View in context: https://bugs.webkit.org/attachment.cgi?id=333628&action=review

Looks great! r=me (but please fix the boolean initialization stuff I mentioned).

> Source/WebCore/loader/ResourceLoadObserver.cpp:178
> +        bool isNewRedirectFromEntry;

I would initialize these to false, just because I am pedantic that way.

> Source/WebCore/loader/ResourceLoadObserver.cpp:247
> +        bool isNewRedirectFromEntry;

Don't declare these up here. Just declare them at initialization.

> Source/WebCore/loader/ResourceLoadObserver.cpp:249
> +        isNewRedirectToEntry = redirectingOriginStatistics.subresourceUniqueRedirectsTo.add(targetPrimaryDomain).isNewEntry;

bool isNewRedirectToEntry = redirectingOrigin....
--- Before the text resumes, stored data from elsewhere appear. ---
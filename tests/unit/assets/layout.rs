use super::*;

#[test]
fn normalize_id_slash_normalization() {
    assert_eq!(normalize_texture_id("red_concrete").unwrap(), "red_concrete");
    assert_eq!(normalize_texture_id("blocks\\stone").unwrap(), "blocks/stone");
    assert_eq!(normalize_texture_id("./a//b").unwrap(), "a/b");
    assert!(normalize_texture_id("../secret").is_err());
    assert!(normalize_texture_id("/etc/passwd").is_err());
    assert!(normalize_texture_id("  ").is_err());
    assert!(normalize_texture_id("./.").is_err());
}

#[test]
fn texture_path_appends_extension_under_root() {
    let layout = AssetLayout::new("textures");
    assert_eq!(
        layout.texture_path("lime_wool").unwrap(),
        PathBuf::from("textures").join("lime_wool.png")
    );
    assert_eq!(
        layout.background_path().unwrap(),
        PathBuf::from("textures").join("white_concrete.png")
    );

    let bare = AssetLayout {
        extension: String::new(),
        ..AssetLayout::default()
    };
    assert_eq!(
        bare.texture_path("x.webp").unwrap(),
        PathBuf::from("assets").join("x.webp")
    );
}
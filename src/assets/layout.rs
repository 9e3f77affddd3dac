use std::path::{Path, PathBuf};

use crate::foundation::error::{TimelapseError, TimelapseResult};

/// Texture identifier used for the tiled canvas background.
pub const DEFAULT_BACKGROUND: &str = "white_concrete";

/// Maps texture identifiers to files under an asset directory.
///
/// `red_concrete` resolves to `<root>/red_concrete.<extension>`.
#[derive(Clone, Debug, PartialEq, Eq)]
pub struct AssetLayout {
    /// Directory holding texture files.
    pub root: PathBuf,
    /// File extension appended to identifiers (without the dot).
    pub extension: String,
    /// Identifier of the background tile texture.
    pub background: String,
}

impl Default for AssetLayout {
    fn default() -> Self {
        Self {
            root: PathBuf::from("assets"),
            extension: "png".to_string(),
            background: DEFAULT_BACKGROUND.to_string(),
        }
    }
}

impl AssetLayout {
    /// Layout rooted at `root` with default extension and background.
    pub fn new(root: impl Into<PathBuf>) -> Self {
        Self {
            root: root.into(),
            ..Self::default()
        }
    }

    /// Resolve a texture identifier to a file path.
    pub fn texture_path(&self, id: &str) -> TimelapseResult<PathBuf> {
        let norm = normalize_texture_id(id)?;
        let file = if self.extension.is_empty() {
            norm
        } else {
            format!("{norm}.{}", self.extension)
        };
        Ok(self.root.join(Path::new(&file)))
    }

    /// Resolve the background tile path.
    pub fn background_path(&self) -> TimelapseResult<PathBuf> {
        self.texture_path(&self.background)
    }
}

/// Normalize and validate a texture identifier.
///
/// The normalized result uses `/` separators, removes `.` segments, and rejects absolute
/// identifiers or parent traversals (`..`), so identifiers coming from event data cannot escape
/// the asset directory.
pub fn normalize_texture_id(id: &str) -> TimelapseResult<String> {
    let s = id.trim().replace('\\', "/");
    if s.starts_with('/') {
        return Err(TimelapseError::asset(format!(
            "texture id '{id}' must be relative"
        )));
    }
    if s.is_empty() {
        return Err(TimelapseError::asset("texture id must be non-empty"));
    }

    let mut out = Vec::<&str>::new();
    for part in s.split('/') {
        if part.is_empty() || part == "." {
            continue;
        }
        if part == ".." {
            return Err(TimelapseError::asset(format!(
                "texture id '{id}' must not contain '..'"
            )));
        }
        out.push(part);
    }

    if out.is_empty() {
        return Err(TimelapseError::asset(format!(
            "texture id '{id}' must contain a file name"
        )));
    }

    Ok(out.join("/"))
}

#[cfg(test)]
#[path = "../../tests/unit/assets/layout.rs"]
mod tests;
use std::io;

use super::*;

/// Accepts `limit` bytes in small chunks, then fails with a broken pipe.
struct ChokingWriter {
    accepted: Vec<u8>,
    limit: usize,
}

impl io::Write for ChokingWriter {
    fn write(&mut self, buf: &[u8]) -> io::Result<usize> {
        let room = self.limit - self.accepted.len();
        if room == 0 {
            return Err(io::Error::new(io::ErrorKind::BrokenPipe, "pipe closed"));
        }
        let n = buf.len().min(room).min(4);
        self.accepted.extend_from_slice(&buf[..n]);
        Ok(n)
    }

    fn flush(&mut self) -> io::Result<()> {
        Ok(())
    }
}

fn cfg() -> SinkConfig {
    SinkConfig {
        size: CanvasSize::new(2, 2),
        fps: 24,
        pixel_format: PixelFormat::Rgb24,
    }
}

#[test]
fn counted_write_reports_partial_progress() {
    let mut w = ChokingWriter {
        accepted: Vec::new(),
        limit: 10,
    };
    let err = write_frame_counted(&mut w, FrameIndex(7), &[1u8; 12]).unwrap_err();
    match err {
        TimelapseError::FrameWrite {
            frame,
            written,
            expected,
            ref source,
        } => {
            assert_eq!((frame, written, expected), (7, 10, 12));
            assert_eq!(source.kind(), io::ErrorKind::BrokenPipe);
        }
        other => panic!("unexpected error: {other}"),
    }
    assert_eq!(w.accepted.len(), 10);
}

#[test]
fn counted_write_completes_across_short_writes() {
    let mut w = ChokingWriter {
        accepted: Vec::new(),
        limit: 64,
    };
    write_frame_counted(&mut w, FrameIndex(0), &[9u8; 12]).unwrap();
    assert_eq!(w.accepted, vec![9u8; 12]);
}

#[test]
fn in_memory_sink_captures_frames_and_checks_length() {
    let mut sink = InMemorySink::new();
    assert!(sink.push_frame(FrameIndex(0), &[0; 12]).is_err());

    sink.begin(cfg()).unwrap();
    assert_eq!(sink.config().map(|c| c.frame_len()), Some(12));
    sink.push_frame(FrameIndex(0), &[1; 12]).unwrap();
    assert!(sink.push_frame(FrameIndex(1), &[1; 16]).is_err());
    assert_eq!(sink.poll_exit(), None);
    sink.end().unwrap();

    assert!(sink.is_ended());
    assert_eq!(sink.frames().len(), 1);
    assert_eq!(sink.frames()[0].0, FrameIndex(0));
}
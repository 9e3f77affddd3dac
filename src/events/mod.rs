//! Placement events and the sources that produce them.

/// ClickHouse-backed source (HTTP interface).
#[cfg(feature = "clickhouse")]
pub mod clickhouse;
/// Latest-per-cell deduplication for still images.
pub mod dedup;
/// Event and cell types.
pub mod model;
/// Paging source trait, collection loop and in-memory source.
pub mod source;
/// Local SQL dump source.
pub mod sql_dump;
use std::io::{ErrorKind, Write};

use crate::foundation::core::{CanvasSize, FrameIndex};
use crate::foundation::error::{TimelapseError, TimelapseResult};
use crate::render::compositor::PixelFormat;

/// Configuration provided to a [`FrameSink`] before the first frame.
#[derive(Clone, Copy, Debug, PartialEq, Eq)]
pub struct SinkConfig {
    /// Size of every pushed frame.
    pub size: CanvasSize,
    /// Output frames per second.
    pub fps: u32,
    /// Layout of the pushed bytes.
    pub pixel_format: PixelFormat,
}

impl SinkConfig {
    /// Byte length every pushed frame must have.
    pub fn frame_len(&self) -> usize {
        self.pixel_format.frame_len(self.size)
    }
}

/// How a sink's consumer terminated before the producer was done.
#[derive(Clone, Debug, PartialEq, Eq)]
pub enum SinkExit {
    /// The consumer exited successfully.
    Clean,
    /// The consumer failed; carries its status and diagnostics.
    Failed(String),
}

/// Consumer of raw frames in increasing [`FrameIndex`] order.
pub trait FrameSink {
    /// Called once before any frame is pushed.
    fn begin(&mut self, cfg: SinkConfig) -> TimelapseResult<()>;
    /// Non-blocking check whether the consumer has already terminated.
    fn poll_exit(&mut self) -> Option<SinkExit>;
    /// Push one serialized frame.
    fn push_frame(&mut self, idx: FrameIndex, frame: &[u8]) -> TimelapseResult<()>;
    /// Called once after the last frame; waits for the consumer to finish.
    fn end(&mut self) -> TimelapseResult<()>;
}

/// In-memory sink for tests and debugging.
#[derive(Debug, Default)]
pub struct InMemorySink {
    cfg: Option<SinkConfig>,
    frames: Vec<(FrameIndex, Vec<u8>)>,
    ended: bool,
}

impl InMemorySink {
    /// Create an empty sink.
    pub fn new() -> Self {
        Self::default()
    }

    /// Configuration captured in `begin`, if any.
    pub fn config(&self) -> Option<SinkConfig> {
        self.cfg
    }

    /// Captured frames in push order.
    pub fn frames(&self) -> &[(FrameIndex, Vec<u8>)] {
        &self.frames
    }

    /// Return `true` once `end` has been called.
    pub fn is_ended(&self) -> bool {
        self.ended
    }
}

impl FrameSink for InMemorySink {
    fn begin(&mut self, cfg: SinkConfig) -> TimelapseResult<()> {
        self.cfg = Some(cfg);
        self.frames.clear();
        self.ended = false;
        Ok(())
    }

    fn poll_exit(&mut self) -> Option<SinkExit> {
        None
    }

    fn push_frame(&mut self, idx: FrameIndex, frame: &[u8]) -> TimelapseResult<()> {
        let cfg = self
            .cfg
            .ok_or_else(|| TimelapseError::encoder("in-memory sink not started"))?;
        if frame.len() != cfg.frame_len() {
            return Err(TimelapseError::validation(format!(
                "frame {} is {} bytes, expected {}",
                idx.0,
                frame.len(),
                cfg.frame_len()
            )));
        }
        self.frames.push((idx, frame.to_vec()));
        Ok(())
    }

    fn end(&mut self) -> TimelapseResult<()> {
        self.ended = true;
        Ok(())
    }
}

/// Write all of `frame` to `out`, reporting how many bytes made it through on failure.
pub fn write_frame_counted(
    out: &mut dyn Write,
    idx: FrameIndex,
    frame: &[u8],
) -> TimelapseResult<()> {
    let mut written = 0usize;
    while written < frame.len() {
        match out.write(&frame[written..]) {
            Ok(0) => {
                return Err(TimelapseError::FrameWrite {
                    frame: idx.0,
                    written,
                    expected: frame.len(),
                    source: std::io::Error::new(ErrorKind::WriteZero, "encoder accepted no bytes"),
                });
            }
            Ok(n) => written += n,
            Err(e) if e.kind() == ErrorKind::Interrupted => {}
            Err(source) => {
                return Err(TimelapseError::FrameWrite {
                    frame: idx.0,
                    written,
                    expected: frame.len(),
                    source,
                });
            }
        }
    }
    Ok(())
}

#[cfg(test)]
#[path = "../../tests/unit/encode/sink.rs"]
mod tests;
> Source/WebCore/loader/ResourceLoadObserver.cpp:251
> +        isNewRedirectFromEntry = targetStatistics.subresourceUniqueRedirectsFrom.add(sourcePrimaryDomain).isNewEntry;

bool isNewRedirectFromEntry = targetStatistics.subresource...
Comment 11 John Wilander 2018-02-12 20:59:57 PST
Created attachment 333669 [details]
Patch for landing
Comment 12 John Wilander 2018-02-12 21:00:31 PST
Thanks for the review, Brent!
Comment 13 John Wilander 2018-02-12 22:07:59 PST
Comment on attachment 333669 [details]
Patch for landing

Tree seems red. Landing directly instead.
Comment 14 John Wilander 2018-02-12 22:08:20 PST
Committed r228416: <https://trac.webkit.org/changeset/228416>
Comment 15 Michael Catanzaro 2018-02-13 18:57:51 PST
Can I ask: what is a prevalent resource?
Comment 16 John Wilander 2018-02-13 20:18:54 PST
A prevalent resource is a domain that has shown its ability to track the user cross-site. Some simply call them trackers but since we don’t know what they do with their ability to track, we just call them prevalent.
Comment 17 Michael Catanzaro 2018-02-13 21:07:28 PST
Everything is much less confusing now, thanks!